Although engine efficiency may be increased by increasing the temperature of the combustion gases, the ability to cool the combustor liners with a fixed flowrate of air is limited. Furthermore, it desired to decrease the available cooling air provided to the combustor liners for lowering NOx exhaust emissions.
Although it is possible to increase the thickness of conventional thermal barrier coatings, such thicker coatings can obstruct the proper performance of the cooling nuggets and reduce their cooling effectiveness. For example, the inlet apertures of the cooling nuggets are typically sized to meter or control the flowrate of cooling air channeled through the cooling nuggets. The slot outlet is suitably larger in flow area to ensure unobstructed discharge of the cooling air from the nuggets.

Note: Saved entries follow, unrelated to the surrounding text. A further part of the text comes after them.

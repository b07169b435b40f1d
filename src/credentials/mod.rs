//! Provider credential pool.
//!
//! Credentials are gathered once at startup from every environment entry
//! whose key names a provider API key, e.g. `GEMINI_API_KEY`,
//! `GEMINI_API_KEY_2` or a comma-separated `GOOGLE_API_KEYS`. The resulting
//! pool is immutable and shared read-only by all requests.

use std::collections::HashSet;
use std::fmt;
use std::sync::{Arc, LazyLock};

use regex::Regex;

/// Prefix every provider API key starts with.
const KEY_PREFIX: &str = "AIza";
/// Exact length of a provider API key.
const KEY_LEN: usize = 39;
/// Separator for multi-value entries.
const VALUE_SEPARATOR: char = ',';

static CREDENTIAL_KEY_NAME: LazyLock<Option<Regex>> =
    LazyLock::new(|| Regex::new(r"^(?:GEMINI|GOOGLE)_API_KEYS?(?:_[0-9]+)?$").ok());

/// Whether a configuration key names a credential entry.
#[must_use]
pub fn is_credential_key(name: &str) -> bool {
    CREDENTIAL_KEY_NAME
        .as_ref()
        .is_some_and(|pattern| pattern.is_match(name))
}

/// One provider API key.
///
/// `Debug` and `Display` never print the secret.
#[derive(Clone, PartialEq, Eq, Hash)]
pub struct Credential(Arc<str>);

impl Credential {
    /// Validate a raw value and wrap it.
    #[must_use]
    pub fn parse(raw: &str) -> Option<Self> {
        let value = raw.trim();
        let well_formed = value.len() == KEY_LEN
            && value.starts_with(KEY_PREFIX)
            && value
                .chars()
                .all(|c| c.is_ascii_alphanumeric() || c == '-' || c == '_');
        well_formed.then(|| Self(Arc::from(value)))
    }

    /// Expose the secret for an outbound request.
    #[must_use]
    pub fn expose(&self) -> &str {
        &self.0
    }

    /// Short masked form for logs.
    #[must_use]
    pub fn hint(&self) -> String {
        let tail: String = self
            .0
            .chars()
            .rev()
            .take(4)
            .collect::<Vec<_>>()
            .into_iter()
            .rev()
            .collect();
        format!("{KEY_PREFIX}…{tail}")
    }
}

impl fmt::Debug for Credential {
    fn fmt(&self, f: &mut fmt::Formatter<'_>) -> fmt::Result {
        write!(f, "Credential({})", self.hint())
    }
}

impl fmt::Display for Credential {
    fn fmt(&self, f: &mut fmt::Formatter<'_>) -> fmt::Result {
        f.write_str(&self.hint())
    }
}

/// Ordered, deduplicated, immutable list of credentials.
#[derive(Clone, Debug, Default)]
pub struct CredentialPool {
    credentials: Arc<[Credential]>,
}

impl CredentialPool {
    /// Scan the process environment. Never fails; an empty pool means the
    /// provider is unavailable.
    ///
    /// Entries whose key or value is not valid UTF-8 are skipped.
    #[must_use]
    pub fn load() -> Self {
        let mut skipped = 0_usize;
        let entries: Vec<(String, String)> = std::env::vars_os()
            .filter_map(|(key, value)| match (key.into_string(), value.into_string()) {
                (Ok(key), Ok(value)) => Some((key, value)),
                _ => {
                    skipped += 1;
                    None
                }
            })
            .collect();
        if skipped > 0 {
            tracing::debug!(skipped, "Skipped non-UTF-8 environment entries");
        }
        Self::from_entries(entries)
    }

    /// Build a pool from arbitrary key/value configuration entries.
    ///
    /// Entries are visited in key-name order so the result does not depend
    /// on environment iteration order.
    #[must_use]
    pub fn from_entries<I, K, V>(entries: I) -> Self
    where
        I: IntoIterator<Item = (K, V)>,
        K: AsRef<str>,
        V: AsRef<str>,
    {
        let mut matching: Vec<(String, String)> = entries
            .into_iter()
            .filter(|(key, _)| is_credential_key(key.as_ref()))
            .map(|(key, value)| (key.as_ref().to_string(), value.as_ref().to_string()))
            .collect();
        matching.sort_by(|a, b| a.0.cmp(&b.0));

        let mut seen = HashSet::new();
        let mut credentials = Vec::new();
        let mut rejected = 0_usize;

        for (_, value) in &matching {
            for raw in value.split(VALUE_SEPARATOR) {
                if raw.trim().is_empty() {
                    continue;
                }
                match Credential::parse(raw) {
                    Some(credential) => {
                        if seen.insert(credential.clone()) {
                            credentials.push(credential);
                        }
                    }
                    None => rejected += 1,
                }
            }
        }

        if rejected > 0 {
            tracing::warn!(rejected, "Ignored malformed provider credentials");
        }
        tracing::info!(
            count = credentials.len(),
            entries = matching.len(),
            "Loaded provider credential pool"
        );

        Self {
            credentials: credentials.into(),
        }
    }

    /// Build a pool from already-validated credentials, dropping duplicates.
    #[must_use]
    pub fn from_credentials(credentials: Vec<Credential>) -> Self {
        let mut seen = HashSet::new();
        let unique: Vec<Credential> = credentials
            .into_iter()
            .filter(|c| seen.insert(c.clone()))
            .collect();
        Self {
            credentials: unique.into(),
        }
    }

    /// Credentials in configured order.
    #[must_use]
    pub fn credentials(&self) -> &[Credential] {
        &self.credentials
    }

    /// Number of usable credentials.
    #[must_use]
    pub fn len(&self) -> usize {
        self.credentials.len()
    }

    /// True when no provider access is configured.
    #[must_use]
    pub fn is_empty(&self) -> bool {
        self.credentials.is_empty()
    }
}

#[cfg(test)]
mod tests {
    use super::*;

    fn key(fill: char) -> String {
        format!("{KEY_PREFIX}{}", fill.to_string().repeat(KEY_LEN - KEY_PREFIX.len()))
    }

    #[test]
    fn test_key_name_pattern() {
        assert!(is_credential_key("GEMINI_API_KEY"));
        assert!(is_credential_key("GEMINI_API_KEY_2"));
        assert!(is_credential_key("GOOGLE_API_KEYS"));
        assert!(!is_credential_key("OPENAI_API_KEY"));
        assert!(!is_credential_key("GEMINI_API_KEY_BACKUP"));
        assert!(!is_credential_key("MY_GEMINI_API_KEY"));
    }

    #[test]
    fn test_credential_format() {
        assert!(Credential::parse(&key('a')).is_some());
        assert!(Credential::parse(&format!("  {}  ", key('b'))).is_some());
        assert!(Credential::parse("AIzashort").is_none());
        assert!(Credential::parse(&format!("sk-{}", "a".repeat(36))).is_none());
        assert!(Credential::parse(&key('a').replace('a', "!")).is_none());
    }

    #[test]
    fn test_load_dedupes_and_drops_malformed() {
        let a = key('a');
        let b = key('b');
        let entries = vec![
            ("GEMINI_API_KEY".to_string(), a.clone()),
            ("GEMINI_API_KEY_2".to_string(), format!("{b}, {a} ,,not-a-key")),
            ("GOOGLE_API_KEY".to_string(), "   ".to_string()),
            ("UNRELATED".to_string(), key('c')),
        ];

        let pool = CredentialPool::from_entries(entries);
        let exposed: Vec<&str> = pool.credentials().iter().map(Credential::expose).collect();
        assert_eq!(exposed, [a.as_str(), b.as_str()]);
    }

    #[test]
    fn test_empty_configuration_gives_empty_pool() {
        let pool = CredentialPool::from_entries(Vec::<(String, String)>::new());
        assert!(pool.is_empty());
        assert_eq!(pool.len(), 0);
    }

    #[test]
    fn test_debug_does_not_leak_secret() {
        let raw = key('z');
        let credential = Credential::parse(&raw).unwrap();
        let shown = format!("{credential:?} {credential}");
        assert!(!shown.contains(&raw));
        assert!(shown.contains("zzzz"));
    }
}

Since the size of the cooling nuggets is preferably limited for limiting size and weight of the combustor, the introduction of thicker thermal barrier coating on the liner necessarily obstructs flow discharge from the nuggets. Without the introduction of such a uniformly thick thermal barrier coating on a combustor liner, the combustor liner will not be uniformly protected from the hot combustion gases.
Accordingly, it is desired to provide an improved combustor liner having thicker thermal barrier coating thereon for enjoying the enhanced thermal protection thereof without obstructing performance of the cooling nuggets.